5. ПРОТИВОЭПИЗООТИЧЕСКАЯ И ЭКОНОМИЧЕСКАЯ ЭФФЕКТИВНОСТЬ СПЕЦИФИЧЕСКОЙ ПРОФИЛАКТИКИ ИББ

Применение вирусвакцины из штамма «СТ» позволило значительно улучшить экономические показатели хозяйств за счёт повышения сохранности и увеличения среднесуточного прироста живой массы цыплят.

В связи с неблагополучием Баксанской птицефабрики Кабардино-Балкарской республики и неудовлетворительными данными серологических исследований птицы, провели испытания лабораторных серий вакцинного штамма «СТ» в сравнении с вакциной «Винтерфильд 2512»

Производственная проверка проводилась на птице кросс «СК -Русь». Привито по 30000 цыплят вакциной из штамма «СТ» и «Винтерфильд 2512».

Вакцинацию против инфекционной бурсальной болезни проводили согласно временному наставлению по применению сухой вирусвакцины против ИББ из аттенуированного штамма «СТ».

На основании эпизоотологических данных, клинической картины, результатов патологоанатомического вскрытия и лабораторных исследований, проведенных на факультете ветеринарной медицины Горского ГАУ (экспертиза № 16 от 15.04.2003г.), диагностирована инфекционная бурсальная болезнь кур.

На основании плана мероприятий по оздоровлению хозяйства (акт от 25.04.2003г.) нами был поставлен производственный опыт по испытанию эпизоотической эффективности вакцин против вируса инфекционной бурсальной болезни. Вакциной из штамма «СТ» цыплят-бройлеров выпаивали двукратно в 7 и 17 дневном возрасте. Контролем служили не-вакцинированные цыплята в количестве 10000 гол.

Поствакцинальных осложнений не отмечено.

Сохранность составила у цыплят, иммунизированных вакцинным штаммом «СТ» - 96,9%, вакциной «Винтерфильд 2512» - 95,4%, в контрольной - 91,7%.

Таким образом, вакцинация птицы из штамма «СТ» позволила повысить сохранность цыплят бройлеров на 5,2% и на 3,7% в группе, привитых вакциной «Винтерфильд 2512».

Приросты цыплят в первой группе повысились с 1565 до 1778 граммов и во второй группе с 1565 до 1679 граммов.

Производственные испытания по применению вирусвакцины из штамма «СТ» с использованием лучистой энергии проведены иа Ардонской птицефабрике РСО-Алания.

Вакцинацию птицы против инфекционной бурсалънон болезни проводили согласно временному наставлению по применению сухой культуралыюй вирусвакцины против указанной инфекции, утвержденной 12 января 2004г департаментом ветеринарии МСХ РСО-Алания.

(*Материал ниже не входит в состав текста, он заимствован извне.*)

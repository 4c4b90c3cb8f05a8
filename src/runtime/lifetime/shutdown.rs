use std::sync::Arc;
use std::time::Duration;
use tokio::signal;
use tokio::time::timeout;
use tracing::{error, info, warn};

use crate::storage::SeaOrmStorage;

/// 关闭超时时间（秒）
const SHUTDOWN_TIMEOUT_SECS: u64 = 10;

pub async fn listen_for_shutdown(storage: Arc<SeaOrmStorage>) {
    // 等待 Ctrl+C 信号
    match signal::ctrl_c().await {
        Ok(()) => {
            info!("Shutdown signal received, closing database pool...");
        }
        Err(e) => {
            warn!(
                "Failed to listen for Ctrl+C: {}. Proceeding with shutdown anyway.",
                e
            );
        }
    }

    match timeout(Duration::from_secs(SHUTDOWN_TIMEOUT_SECS), storage.close()).await {
        Ok(()) => {
            info!("Database pool closed");
        }
        Err(_) => {
            error!(
                "Closing the database pool timed out after {} seconds",
                SHUTDOWN_TIMEOUT_SECS
            );
        }
    }
}
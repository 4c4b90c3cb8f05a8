//! Request ID middleware
//!
//! 每个请求一个 ID（优先沿用上游传入的 X-Request-ID），注入 tracing span
//! 并写回响应头。

use actix_service::{Service, Transform};
use actix_web::{
    Error, HttpMessage,
    dev::{ServiceRequest, ServiceResponse},
    http::header::{HeaderName, HeaderValue},
};
use futures_util::future::{LocalBoxFuture, Ready, ready};
use std::rc::Rc;
use tracing::{Instrument, info_span};
use uuid::Uuid;

const REQUEST_ID_HEADER: &str = "x-request-id";
const MAX_INCOMING_ID_LEN: usize = 64;

/// 请求 ID，可从 request extensions 中提取
#[derive(Clone, Debug)]
pub struct RequestId(pub String);

/// Request ID 中间件工厂
#[derive(Clone, Default)]
pub struct RequestIdMiddleware;

impl<S, B> Transform<S, ServiceRequest> for RequestIdMiddleware
where
    S: Service<ServiceRequest, Response = ServiceResponse<B>, Error = Error> + 'static,
    B: 'static,
{
    type Response = ServiceResponse<B>;
    type Error = Error;
    type InitError = ();
    type Transform = RequestIdService<S>;
    type Future = Ready<Result<Self::Transform, Self::InitError>>;

    fn new_transform(&self, service: S) -> Self::Future {
        ready(Ok(RequestIdService {
            service: Rc::new(service),
        }))
    }
}

pub struct RequestIdService<S> {
    service: Rc<S>,
}

/// 上游 ID 只接受短的可打印 ASCII
fn incoming_request_id(req: &ServiceRequest) -> Option<String> {
    req.headers()
        .get(REQUEST_ID_HEADER)
        .and_then(|v| v.to_str().ok())
        .map(str::trim)
        .filter(|id| {
            !id.is_empty()
                && id.len() <= MAX_INCOMING_ID_LEN
                && id.bytes().all(|b| b.is_ascii_graphic())
        })
        .map(str::to_string)
}

impl<S, B> Service<ServiceRequest> for RequestIdService<S>
where
    S: Service<ServiceRequest, Response = ServiceResponse<B>, Error = Error> + 'static,
    B: 'static,
{
    type Response = ServiceResponse<B>;
    type Error = Error;
    type Future = LocalBoxFuture<'static, Result<Self::Response, Self::Error>>;

    fn poll_ready(
        &self,
        ctx: &mut std::task::Context<'_>,
    ) -> std::task::Poll<Result<(), Self::Error>> {
        self.service.poll_ready(ctx)
    }

    fn call(&self, req: ServiceRequest) -> Self::Future {
        let srv = self.service.clone();

        let request_id = incoming_request_id(&req).unwrap_or_else(|| Uuid::new_v4().to_string());
        req.extensions_mut().insert(RequestId(request_id.clone()));

        let span = info_span!(
            "request",
            request_id = %request_id,
            method = %req.method(),
            path = %req.path(),
        );

        Box::pin(
            async move {
                let mut response = srv.call(req).await?;

                if let Ok(value) = HeaderValue::from_str(&request_id) {
                    response
                        .headers_mut()
                        .insert(HeaderName::from_static(REQUEST_ID_HEADER), value);
                }

                Ok(response)
            }
            .instrument(span),
        )
    }
}
pub mod shutdown;
pub mod startup;
use sea_orm_migration::prelude::*;

use crate::m20251101_000001_initial_tables::{Like, Post, Share};

#[derive(DeriveMigrationName)]
pub struct Migration;

#[async_trait::async_trait]
impl MigrationTrait for Migration {
    async fn up(&self, manager: &SchemaManager) -> Result<(), DbErr> {
        // 每个用户对每个帖子最多一条 like / share
        manager
            .create_index(
                Index::create()
                    .if_not_exists()
                    .name("uq_likes_user_post")
                    .table(Like::Table)
                    .col(Like::UserId)
                    .col(Like::PostId)
                    .unique()
                    .to_owned(),
            )
            .await?;

        manager
            .create_index(
                Index::create()
                    .if_not_exists()
                    .name("uq_shares_user_post")
                    .table(Share::Table)
                    .col(Share::UserId)
                    .col(Share::PostId)
                    .unique()
                    .to_owned(),
            )
            .await?;

        // Timeline ordering
        manager
            .create_index(
                Index::create()
                    .if_not_exists()
                    .name("idx_posts_created_at")
                    .table(Post::Table)
                    .col(Post::CreatedAt)
                    .to_owned(),
            )
            .await?;

        manager
            .create_index(
                Index::create()
                    .if_not_exists()
                    .name("idx_posts_like_count")
                    .table(Post::Table)
                    .col(Post::LikeCount)
                    .to_owned(),
            )
            .await?;

        manager
            .create_index(
                Index::create()
                    .if_not_exists()
                    .name("idx_posts_user_id")
                    .table(Post::Table)
                    .col(Post::UserId)
                    .to_owned(),
            )
            .await?;

        // status 查询按 post_id 过滤
        manager
            .create_index(
                Index::create()
                    .if_not_exists()
                    .name("idx_likes_post_id")
                    .table(Like::Table)
                    .col(Like::PostId)
                    .to_owned(),
            )
            .await?;

        Ok(())
    }

    async fn down(&self, manager: &SchemaManager) -> Result<(), DbErr> {
        manager
            .drop_index(
                Index::drop()
                    .name("idx_likes_post_id")
                    .table(Like::Table)
                    .to_owned(),
            )
            .await?;

        for name in [
            "idx_posts_user_id",
            "idx_posts_like_count",
            "idx_posts_created_at",
        ] {
            manager
                .drop_index(Index::drop().name(name).table(Post::Table).to_owned())
                .await?;
        }

        manager
            .drop_index(
                Index::drop()
                    .name("uq_shares_user_post")
                    .table(Share::Table)
                    .to_owned(),
            )
            .await?;

        manager
            .drop_index(
                Index::drop()
                    .name("uq_likes_user_post")
                    .table(Like::Table)
                    .to_owned(),
            )
            .await
    }
}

Целью испытания явилось изучение противоэпизоотической и экономической эффективности вирусвакцины в сочетании с действием светолазерного облучения инкубационных яиц.

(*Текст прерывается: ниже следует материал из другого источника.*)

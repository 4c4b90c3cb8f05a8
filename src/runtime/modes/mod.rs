//! Mode routing
//!
//! - Server mode (HTTP server, the default)
//! - CLI mode (`config`, `token` subcommands)

pub mod cli;
pub mod server;

pub use cli::{run_config_command, run_token_command};
pub use server::run_server;
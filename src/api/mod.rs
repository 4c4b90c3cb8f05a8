pub mod constants;
pub mod jwt;
pub mod middleware;
pub mod services;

У цыплят-бройлеров, полученных из эмбрионов, облученных в процессе инкубации лазером ЛГН - 104, лампами ДНЕСГ - 500, ДРТ -400 и БУВ - 15, побочных явлений не наблюдалось. Суточные цыплята отличаются большой подвижностью, хорошей реакцией на корм и воду. '

В результате применения вакцины из штамма «СТ» против ИББ установлено следующее:

1. Сохранность поголовья повысилось на 18,9%.

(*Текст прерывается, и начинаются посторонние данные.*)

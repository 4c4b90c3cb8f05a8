use std::fmt;

use actix_web::http::StatusCode;

#[derive(Debug, Clone)]
pub enum VistagramError {
    Unauthenticated(String),
    Validation(String),
    NotFound(String),
    AlreadyLiked(String),
    NotLiked(String),
    CodeGenerationExhausted(String),
    DatabaseConfig(String),
    DatabaseConnection(String),
    DatabaseOperation(String),
    FileOperation(String),
    Serialization(String),
    TokenError(String),
}

impl VistagramError {
    /// 获取错误代码
    pub fn code(&self) -> &'static str {
        match self {
            VistagramError::Unauthenticated(_) => "E001",
            VistagramError::Validation(_) => "E002",
            VistagramError::NotFound(_) => "E003",
            VistagramError::AlreadyLiked(_) => "E004",
            VistagramError::NotLiked(_) => "E005",
            VistagramError::CodeGenerationExhausted(_) => "E006",
            VistagramError::DatabaseConfig(_) => "E007",
            VistagramError::DatabaseConnection(_) => "E008",
            VistagramError::DatabaseOperation(_) => "E009",
            VistagramError::FileOperation(_) => "E010",
            VistagramError::Serialization(_) => "E011",
            VistagramError::TokenError(_) => "E012",
        }
    }

    /// 获取错误类型名称
    pub fn error_type(&self) -> &'static str {
        match self {
            VistagramError::Unauthenticated(_) => "Unauthenticated",
            VistagramError::Validation(_) => "Validation Error",
            VistagramError::NotFound(_) => "Resource Not Found",
            VistagramError::AlreadyLiked(_) => "Already Liked",
            VistagramError::NotLiked(_) => "Not Liked",
            VistagramError::CodeGenerationExhausted(_) => "Code Generation Exhausted",
            VistagramError::DatabaseConfig(_) => "Database Configuration Error",
            VistagramError::DatabaseConnection(_) => "Database Connection Error",
            VistagramError::DatabaseOperation(_) => "Database Operation Error",
            VistagramError::FileOperation(_) => "File Operation Error",
            VistagramError::Serialization(_) => "Serialization Error",
            VistagramError::TokenError(_) => "Token Error",
        }
    }

    /// 获取错误详情
    pub fn message(&self) -> &str {
        match self {
            VistagramError::Unauthenticated(msg)
            | VistagramError::Validation(msg)
            | VistagramError::NotFound(msg)
            | VistagramError::AlreadyLiked(msg)
            | VistagramError::NotLiked(msg)
            | VistagramError::CodeGenerationExhausted(msg)
            | VistagramError::DatabaseConfig(msg)
            | VistagramError::DatabaseConnection(msg)
            | VistagramError::DatabaseOperation(msg)
            | VistagramError::FileOperation(msg)
            | VistagramError::Serialization(msg)
            | VistagramError::TokenError(msg) => msg,
        }
    }

    /// HTTP 状态码映射
    pub fn http_status(&self) -> StatusCode {
        match self {
            VistagramError::Unauthenticated(_) => StatusCode::UNAUTHORIZED,
            VistagramError::Validation(_) => StatusCode::BAD_REQUEST,
            VistagramError::NotFound(_) => StatusCode::NOT_FOUND,
            VistagramError::AlreadyLiked(_) | VistagramError::NotLiked(_) => StatusCode::CONFLICT,
            VistagramError::CodeGenerationExhausted(_)
            | VistagramError::DatabaseConfig(_)
            | VistagramError::DatabaseConnection(_)
            | VistagramError::DatabaseOperation(_)
            | VistagramError::FileOperation(_)
            | VistagramError::Serialization(_)
            | VistagramError::TokenError(_) => StatusCode::INTERNAL_SERVER_ERROR,
        }
    }

    /// Message safe to hand to API clients.
    ///
    /// Storage and I/O details stay in the logs.
    pub fn public_message(&self) -> &str {
        match self {
            VistagramError::DatabaseConfig(_)
            | VistagramError::DatabaseConnection(_)
            | VistagramError::DatabaseOperation(_)
            | VistagramError::FileOperation(_)
            | VistagramError::Serialization(_)
            | VistagramError::TokenError(_) => "Internal server error",
            other => other.message(),
        }
    }

    /// 格式化为彩色输出（用于启动失败时输出到终端）
    pub fn format_colored(&self) -> String {
        use colored::Colorize;
        format!(
            "{} {} {}\n  {}",
            "[ERROR]".red().bold(),
            self.code().yellow(),
            self.error_type().red(),
            self.message().white()
        )
    }

    /// 格式化为简洁输出
    pub fn format_simple(&self) -> String {
        format!("{}: {}", self.error_type(), self.message())
    }
}

impl fmt::Display for VistagramError {
    fn fmt(&self, f: &mut fmt::Formatter<'_>) -> fmt::Result {
        write!(f, "{}", self.format_simple())
    }
}

impl std::error::Error for VistagramError {}

// 便捷的构造函数
impl VistagramError {
    pub fn unauthenticated<T: Into<String>>(msg: T) -> Self {
        VistagramError::Unauthenticated(msg.into())
    }

    pub fn validation<T: Into<String>>(msg: T) -> Self {
        VistagramError::Validation(msg.into())
    }

    pub fn not_found<T: Into<String>>(msg: T) -> Self {
        VistagramError::NotFound(msg.into())
    }

    pub fn already_liked<T: Into<String>>(msg: T) -> Self {
        VistagramError::AlreadyLiked(msg.into())
    }

    pub fn not_liked<T: Into<String>>(msg: T) -> Self {
        VistagramError::NotLiked(msg.into())
    }

    pub fn code_generation_exhausted<T: Into<String>>(msg: T) -> Self {
        VistagramError::CodeGenerationExhausted(msg.into())
    }

    pub fn database_config<T: Into<String>>(msg: T) -> Self {
        VistagramError::DatabaseConfig(msg.into())
    }

    pub fn database_connection<T: Into<String>>(msg: T) -> Self {
        VistagramError::DatabaseConnection(msg.into())
    }

    pub fn database_operation<T: Into<String>>(msg: T) -> Self {
        VistagramError::DatabaseOperation(msg.into())
    }

    pub fn file_operation<T: Into<String>>(msg: T) -> Self {
        VistagramError::FileOperation(msg.into())
    }

    pub fn serialization<T: Into<String>>(msg: T) -> Self {
        VistagramError::Serialization(msg.into())
    }

    pub fn token_error<T: Into<String>>(msg: T) -> Self {
        VistagramError::TokenError(msg.into())
    }
}

// 为常见的错误类型实现 From trait
impl From<sea_orm::DbErr> for VistagramError {
    fn from(err: sea_orm::DbErr) -> Self {
        VistagramError::DatabaseOperation(err.to_string())
    }
}

impl From<std::io::Error> for VistagramError {
    fn from(err: std::io::Error) -> Self {
        VistagramError::FileOperation(err.to_string())
    }
}

impl From<serde_json::Error> for VistagramError {
    fn from(err: serde_json::Error) -> Self {
        VistagramError::Serialization(err.to_string())
    }
}

impl From<jsonwebtoken::errors::Error> for VistagramError {
    fn from(err: jsonwebtoken::errors::Error) -> Self {
        VistagramError::TokenError(err.to_string())
    }
}

pub type Result<T> = std::result::Result<T, VistagramError>;

#[cfg(test)]
mod tests {
    use super::*;

    #[test]
    fn test_conflicts_map_to_409() {
        assert_eq!(
            VistagramError::already_liked("x").http_status(),
            StatusCode::CONFLICT
        );
        assert_eq!(
            VistagramError::not_liked("x").http_status(),
            StatusCode::CONFLICT
        );
    }

    #[test]
    fn test_exhaustion_is_server_error() {
        let err = VistagramError::code_generation_exhausted("10 attempts collided");
        assert_eq!(err.http_status(), StatusCode::INTERNAL_SERVER_ERROR);
        // 业务错误的消息可以直接返回给客户端
        assert_eq!(err.public_message(), "10 attempts collided");
    }

    #[test]
    fn test_storage_errors_are_opaque() {
        let err = VistagramError::database_operation("UNIQUE constraint failed: shares.short_code");
        assert_eq!(err.public_message(), "Internal server error");
        assert!(err.message().contains("shares.short_code"));
    }

    #[test]
    fn test_unauthenticated_and_not_found() {
        assert_eq!(
            VistagramError::unauthenticated("login").http_status(),
            StatusCode::UNAUTHORIZED
        );
        assert_eq!(
            VistagramError::not_found("post").http_status(),
            StatusCode::NOT_FOUND
        );
    }

    #[test]
    fn test_display_uses_simple_format() {
        let err = VistagramError::validation("caption too long");
        assert_eq!(err.to_string(), "Validation Error: caption too long");
        assert_eq!(err.code(), "E002");
    }

    #[test]
    fn test_from_db_err() {
        let err: VistagramError = sea_orm::DbErr::Custom("boom".to_string()).into();
        assert!(matches!(err, VistagramError::DatabaseOperation(_)));
    }
}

2. Среднесуточные приросты увеличились иа 10,5 г.

3. Снижены затраты корма на 1 кг прироста на 1,7 кг.

Дополнительный экономический эффект от применения вакцины из штамма «СТ» после светолазерной обработки инкубационных яиц составил 128 тыс. руб., в том числе 6,8 руб на голову.

Производственные испытания вирусвакцины против инфекционной бурсальной болезни из штамм «СТ» с использованием бентонитовых глин (ирлитов) в дозе 4% от сухой массы рациона, проведенные на Госплемптицепредприятии «Михайловское» РСО-Алания показали, что включение ирлитной подкормки в рацион бройлеров опытных групп дало прирост живой массы на 136 г. выше, чем в контрольной. Расход корма на единицу продукции снизился по сравнению со 2-ой группой на 0,4 кг, а титр антител в группах, где в рацион добавляли смесь ирлитов 1 и 7, выше, чем в группах, где ирлиты не добавляли в рацион. Следовательно, защита после контрольного заражения составила в 1 и 2 группе 96,6 и 97%, что на 1- 1,5 % выше, чем в группах вакцинированных без добавления ирлитов в рацион. Общий экономический эффект от применения вакцины и добавки в рацион смеси ирлитов составил 141356 рублей, в том числе на 1 голову 80 коп..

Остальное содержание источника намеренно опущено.